On the evening of November 13, JD.com released its third-quarter financial report, showing revenue of RMB 299.1 billion, up 14.9% year-on-year; however, net profit was only RMB 5.3 billion, down 54.7% year-on-year. The key reason for the sharp profit decline lies in the food delivery business: data shows that the overall profit margin of JD's retail and logistics businesses improved by 60 basis points in the first three quarters, indirectly confirming that the key drag on profitability was the food delivery segment within the new business sector.
Although the market had anticipated JD's 'revenue growth without profit increase'—after all, the third quarter marked the peak of this year's food delivery subsidy war—the nearly 50% profit decline still fell significantly below market consensus expectations.
From a short-term investment perspective, JD's foray into food delivery has been far from successful. However, Liu Qiangdong previously articulated his business logic in an interview: 'I can forever forgo profits from selling meals on the front end as long as I make money through the supply chain.' Clearly, he once viewed food delivery as a traffic driver for e-commerce transactions.
With this goal in mind, JD Food Delivery was integrated into the main JD app from its first day of operation, with a dedicated entrance on the homepage. Inspired by JD, Alibaba launched Taobao Flash Sales, and shortly thereafter, Ele.me officially rebranded and fully integrated into Taobao.
However, soon after releasing the third-quarter financial report, JD announced the launch of an independent food delivery app. This move seems to declare the failure of the 'food delivery as a traffic driver for e-commerce' strategy.
What issues warrant consideration in JD's sudden strategic shift in food delivery?
01 Conclusion: Food delivery as a traffic driver is neither cost-effective nor effective
To understand why JD launched an independent food delivery app and abandoned its main-site traffic strategy, we need to examine two key calculations:
First calculation: Is food delivery cost-effective as a traffic driver?
JD's new business segment includes food delivery, JD Property, JX (Jingxi), and overseas operations. Excluding Dada (with minimal revenue impact) briefly included from the second half of last year to the first quarter of this year, the revenue structure of this segment has remained relatively stable.
This year, JD has made frequent moves in overseas operations, acquiring European e-commerce platforms MediaMarkt and Saturn, as well as Hong Kong's Jia Bao Supermarket. Assuming these acquisitions are not consolidated (as clarity is lacking), we can tentatively attribute the entire revenue increase in new businesses during the second and third quarters of this year to food delivery—totaling approximately RMB 19.8 billion.

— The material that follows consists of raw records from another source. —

//! Text inputs: the general `Input`, the stacked `CurrencyPairInput` and
//! `DualAmountInput`.

use super::icon::Icon;
use super::markup::Element;
use super::Component;

#[derive(Debug, Clone, Copy, Default, PartialEq, Eq, Hash)]
pub enum InputKind {
    #[default]
    Basic,
    /// Trailing icon button; toggles password visibility.
    Icon,
    Dropdown,
    /// Leading asset badge with secondary text and a MAX button.
    Asset,
}

impl InputKind {
    pub fn modifier(&self) -> &'static str {
        match self {
            Self::Basic => "basic",
            Self::Icon => "icon",
            Self::Dropdown => "dropdown",
            Self::Asset => "asset",
        }
    }
}

#[derive(Debug, Clone, Copy, Default, PartialEq, Eq, Hash)]
pub enum HtmlInputType {
    #[default]
    Text,
    Password,
    Email,
    Number,
}

impl HtmlInputType {
    pub fn as_str(&self) -> &'static str {
        match self {
            Self::Text => "text",
            Self::Password => "password",
            Self::Email => "email",
            Self::Number => "number",
        }
    }
}

/// Exactly one applies, in precedence order error > disabled > active.
#[derive(Debug, Clone, Copy, PartialEq, Eq)]
pub enum InputState {
    Default,
    Active,
    Disabled,
    Error,
}

impl InputState {
    fn resolve(error: bool, disabled: bool, focused: bool) -> Self {
        if error {
            InputState::Error
        } else if disabled {
            InputState::Disabled
        } else if focused {
            InputState::Active
        } else {
            InputState::Default
        }
    }
}

// ─── Input ───────────────────────────────────────────────────────────────────

#[derive(Debug, Clone, PartialEq, Eq)]
pub struct Input {
    pub kind: InputKind,
    pub value: String,
    pub placeholder: String,
    pub label: Option<String>,
    pub error_message: Option<String>,
    pub error: bool,
    disabled: bool,
    pub icon: Icon,
    pub asset_badge: String,
    pub secondary_text: String,
    pub show_max: bool,
    pub input_type: HtmlInputType,
    focused: bool,
    show_password: bool,
}

impl Default for Input {
    fn default() -> Self {
        Self {
            kind: InputKind::Basic,
            value: String::new(),
            placeholder: "Input Here".to_string(),
            label: None,
            error_message: None,
            error: false,
            disabled: false,
            icon: Icon::Eye,
            asset_badge: "BTC".to_string(),
            secondary_text: "Secondary Title".to_string(),
            show_max: true,
            input_type: HtmlInputType::Text,
            focused: false,
            show_password: false,
        }
    }
}

impl Input {
    pub fn new(kind: InputKind) -> Self {
        Self {
            kind,
            ..Self::default()
        }
    }

    /// An asset-badge input as used in order forms: no secondary text.
    pub fn asset(badge: &str, value: impl Into<String>, placeholder: &str) -> Self {
        Self {
            kind: InputKind::Asset,
            value: value.into(),
            placeholder: placeholder.to_string(),
            asset_badge: badge.to_string(),
            secondary_text: String::new(),
            ..Self::default()
        }
    }

    pub fn dropdown(value: impl Into<String>, placeholder: &str) -> Self {
        Self {
            kind: InputKind::Dropdown,
            value: value.into(),
            placeholder: placeholder.to_string(),
            ..Self::default()
        }
    }

    pub fn is_disabled(&self) -> bool {
        self.disabled
    }

    /// Disabling drops focus.
    pub fn set_disabled(&mut self, disabled: bool) {
        self.disabled = disabled;
        if disabled {
            self.focused = false;
        }
    }

    pub fn is_focused(&self) -> bool {
        self.focused
    }

    pub fn focus(&mut self) {
        if !self.disabled {
            self.focused = true;
        }
    }

    pub fn blur(&mut self) {
        self.focused = false;
    }

    pub fn state(&self) -> InputState {
        InputState::resolve(self.error, self.disabled, self.focused)
    }

    /// Accepts typed text. Returns the value to report, `None` while disabled.
    pub fn change(&mut self, value: impl Into<String>) -> Option<String> {
        if self.disabled {
            return None;
        }
        self.value = value.into();
        Some(self.value.clone())
    }

    pub fn toggle_password(&mut self) {
        self.show_password = !self.show_password;
    }

    pub fn password_visible(&self) -> bool {
        self.show_password
    }

    /// Whether a MAX click should reach the parent.
    pub fn max_click(&self) -> bool {
        self.kind == InputKind::Asset && self.show_max && !self.disabled
    }

    /// The `type` attribute actually rendered.
    ///
    /// Only the icon kind masks a password; elsewhere passwords render as
    /// plain text.
    pub fn rendered_type(&self) -> HtmlInputType {
        match (self.kind, self.input_type) {
            (InputKind::Icon, HtmlInputType::Password) if !self.show_password => {
                HtmlInputType::Password
            }
            (_, HtmlInputType::Password) => HtmlInputType::Text,
            (_, other) => other,
        }
    }
}

impl Component for Input {
    fn render(&self) -> Element {
        let state_class = match self.state() {
            InputState::Error => "input--error",
            InputState::Disabled => "input--disabled",
            InputState::Active => "input--active",
            InputState::Default => "",
        };

        let field = Element::new("input")
            .class("input__field")
            .attr("type", self.rendered_type().as_str())
            .attr("value", &self.value)
            .attr("placeholder", &self.placeholder)
            .flag("disabled", self.disabled);

        let mut container = Element::new("div")
            .class("input")
            .class(format!("input--{}", self.kind.modifier()))
            .class(state_class);

        if self.kind == InputKind::Asset {
            container = container.child(
                Element::new("div")
                    .class("input__asset-badge")
                    .text(&self.asset_badge),
            );
        }
        container = container.child(field);

        match self.kind {
            InputKind::Icon => {
                container = container.child(
                    Element::new("button")
                        .class("input__icon-button")
                        .attr("type", "button")
                        .attr("tabindex", "-1")
                        .flag("disabled", self.disabled)
                        .child(self.icon.render().class("input__icon")),
                );
            }
            InputKind::Dropdown => {
                container = container.child(
                    Element::new("div")
                        .class("input__dropdown-icon")
                        .child(Icon::Dropdown.render().class("input__icon")),
                );
            }
            InputKind::Asset => {
                let secondary = (!self.secondary_text.is_empty()).then(|| {
                    Element::new("span")
                        .class("input__secondary-text")
                        .text(&self.secondary_text)
                });
                let max = self.show_max.then(|| max_button("input__max-button", self.disabled));
                container = container.child(
                    Element::new("div")
                        .class("input__asset-controls")
                        .child_opt(secondary)
                        .child_opt(max),
                );
            }
            InputKind::Basic => {}
        }

        Element::new("div")
            .class("input-wrapper")
            .child_opt(
                self.label
                    .as_ref()
                    .map(|l| Element::new("label").class("input__label").text(l)),
            )
            .child(container)
            .child_opt(
                self.error_message
                    .as_ref()
                    .map(|m| Element::new("div").class("input__error").text(m)),
            )
    }
}

fn max_button(class: &str, disabled: bool) -> Element {
    Element::new("button")
        .class(class)
        .attr("type", "button")
        .flag("disabled", disabled)
        .text("MAX")
}

// ─── CurrencyPairInput ───────────────────────────────────────────────────────

#[derive(Debug, Clone, Copy, PartialEq, Eq, Hash)]
pub enum PairField {
    Top,
    Bottom,
}

#[derive(Debug, Clone, Default, PartialEq, Eq)]
pub struct PairFieldState {
    pub currency: String,
    pub value: String,
    pub show_max: bool,
    pub error: bool,
    focused: bool,
}

impl PairFieldState {
    pub fn new(currency: impl Into<String>, value: impl Into<String>) -> Self {
        Self {
            currency: currency.into(),
            value: value.into(),
            show_max: true,
            error: false,
            focused: false,
        }
    }

    pub fn is_focused(&self) -> bool {
        self.focused
    }
}

/// Two connected fields for a base/quote amount pair. The MAX buttons are
/// shown only when a balance is available.
#[derive(Debug, Clone, PartialEq, Eq)]
pub struct CurrencyPairInput {
    pub top: PairFieldState,
    pub bottom: PairFieldState,
    disabled: bool,
    pub label: Option<String>,
    pub error_message: Option<String>,
}

impl CurrencyPairInput {
    pub fn new(top: PairFieldState, bottom: PairFieldState) -> Self {
        Self {
            top,
            bottom,
            disabled: false,
            label: None,
            error_message: None,
        }
    }

    pub fn field(&self, which: PairField) -> &PairFieldState {
        match which {
            PairField::Top => &self.top,
            PairField::Bottom => &self.bottom,
        }
    }

    fn field_mut(&mut self, which: PairField) -> &mut PairFieldState {
        match which {
            PairField::Top => &mut self.top,
            PairField::Bottom => &mut self.bottom,
        }
    }

    pub fn is_disabled(&self) -> bool {
        self.disabled
    }

    pub fn set_disabled(&mut self, disabled: bool) {
        self.disabled = disabled;
        if disabled {
            self.top.focused = false;
            self.bottom.focused = false;
        }
    }

    pub fn focus(&mut self, which: PairField) {
        if !self.disabled {
            self.field_mut(which).focused = true;
        }
    }

    pub fn blur(&mut self, which: PairField) {
        self.field_mut(which).focused = false;
    }

    pub fn change(&mut self, which: PairField, value: impl Into<String>) -> Option<String> {
        if self.disabled {
            return None;
        }
        let field = self.field_mut(which);
        field.value = value.into();
        Some(field.value.clone())
    }

    pub fn max_click(&self, which: PairField) -> bool {
        self.field(which).show_max && !self.disabled
    }

    /// Error wins over focus. Disabled is shown on the inputs, not the field.
    pub fn field_state(&self, which: PairField) -> InputState {
        let f = self.field(which);
        InputState::resolve(f.error, false, f.focused)
    }

    fn render_field(&self, which: PairField) -> Element {
        let f = self.field(which);
        let position = match which {
            PairField::Top => "currency-pair-input__field--top",
            PairField::Bottom => "currency-pair-input__field--bottom",
        };
        let state_class = match self.field_state(which) {
            InputState::Error => "currency-pair-input__field--error",
            InputState::Active => "currency-pair-input__field--active",
            InputState::Default | InputState::Disabled => "",
        };
        Element::new("div")
            .class("currency-pair-input__field")
            .class(position)
            .class(state_class)
            .child(
                Element::new("div")
                    .class("currency-pair-input__badge")
                    .text(&f.currency),
            )
            .child(
                Element::new("input")
                    .class("currency-pair-input__input")
                    .attr("type", "text")
                    .attr("value", &f.value)
                    .attr("placeholder", "0.0")
                    .flag("disabled", self.disabled),
            )
            .child_opt(f.show_max.then(|| {
                Element::new("div")
                    .class("currency-pair-input__controls")
                    .child(max_button("currency-pair-input__max-button", self.disabled))
            }))
    }
}

impl Component for CurrencyPairInput {
    fn render(&self) -> Element {
        Element::new("div")
            .class("currency-pair-input-wrapper")
            .child_opt(self.label.as_ref().map(|l| {
                Element::new("label")
                    .class("currency-pair-input__label")
                    .text(l)
            }))
            .child(
                Element::new("div")
                    .class("currency-pair-input")
                    .child(self.render_field(PairField::Top))
                    .child(self.render_field(PairField::Bottom)),
            )
            .child_opt(self.error_message.as_ref().map(|m| {
                Element::new("div")
                    .class("currency-pair-input__error")
                    .text(m)
            }))
    }
}

// ─── DualAmountInput ─────────────────────────────────────────────────────────

#[derive(Debug, Clone, PartialEq, Eq)]
pub struct AmountField {
    pub label: String,
    pub value: String,
    pub show_max: bool,
}

impl AmountField {
    pub fn new(label: impl Into<String>, value: impl Into<String>) -> Self {
        Self {
            label: label.into(),
            value: value.into(),
            show_max: true,
        }
    }
}

/// Two stacked amount fields, e.g. BTC over USD.
#[derive(Debug, Clone, PartialEq, Eq)]
pub struct DualAmountInput {
    pub top: AmountField,
    pub bottom: AmountField,
}

impl DualAmountInput {
    pub fn new(top: AmountField, bottom: AmountField) -> Self {
        Self { top, bottom }
    }

    pub fn change(&mut self, which: PairField, value: impl Into<String>) -> String {
        let field = match which {
            PairField::Top => &mut self.top,
            PairField::Bottom => &mut self.bottom,
        };
        field.value = value.into();
        field.value.clone()
    }
}

impl Component for DualAmountInput {
    fn render(&self) -> Element {
        let field = |f: &AmountField, position: &str| {
            Element::new("div")
                .class("dual-amount-input__field")
                .class(position)
                .child(Element::new("div").class("dual-amount-input__label").text(&f.label))
                .child(
                    Element::new("input")
                        .class("dual-amount-input__input")
                        .attr("type", "text")
                        .attr("value", &f.value)
                        .attr("placeholder", "0.0"),
                )
                .child_opt(f.show_max.then(|| max_button("dual-amount-input__max", false)))
        };
        Element::new("div")
            .class("dual-amount-input")
            .child(field(&self.top, "dual-amount-input__field--top"))
            .child(field(&self.bottom, "dual-amount-input__field--bottom"))
    }
}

In terms of costs, the new business segment saw a net increase of RMB 25.9 billion in operating costs during the same period, along with a RMB 23.6 billion increase in operating expenses. This means that while generating RMB 19.8 billion in additional revenue, approximately RMB 49.4 billion in new costs were incurred. If food delivery serves merely as a traffic driver, such costs are excessively high. This explains why the financial report emphasized 'narrowing investments in new businesses.'

Figure: JD's Q2 new business operating costs and expenses. Source: Corporate financial report

Figure: JD's Q3 new business operating costs and expenses. Source: Corporate financial report
Food delivery itself is a low-margin, long-chain, high-fulfillment-cost business with extremely low leverage efficiency.
Among all platform-based business models, food delivery represents a typical 'five-dimensional commercial model.' Ride-hailing operates in three dimensions (passengers, drivers, platform), while e-commerce operates in four (adding 'products'). Food delivery, however, must coordinate five key elements: platform, merchants, customers, products, and delivery riders. Each element requires subsidies and operations, leading to high costs and thin margins.
The outside world often assumes food delivery platforms 'profit from three sides,' but in reality, they 'subsidize three sides'—users, merchants, and riders. Each side requires subsidies, and the entire industry relies on platform subsidies to sustain itself. Both past JD and current Taobao Flash Sales repeatedly validate a fact: once subsidies stop, engagement vanishes.
Second calculation: Has food delivery driven e-commerce revenue on the main platform?
Given the substantial investments, has food delivery, as envisioned by Liu Qiangdong, effectively driven retail growth on the main platform despite its own lack of profitability?
On the surface, JD's retail business has shown impressive growth this year: revenue growth rates for the first three quarters were 16.3%, 20.6%, and 11.4%, respectively, jumping from single-digit to double-digit percentages compared to the past.
However, a closer timeline reveals that JD's food delivery business only began rolling out in late March and early April of this year, while the retail growth acceleration started in late Q4 of last year.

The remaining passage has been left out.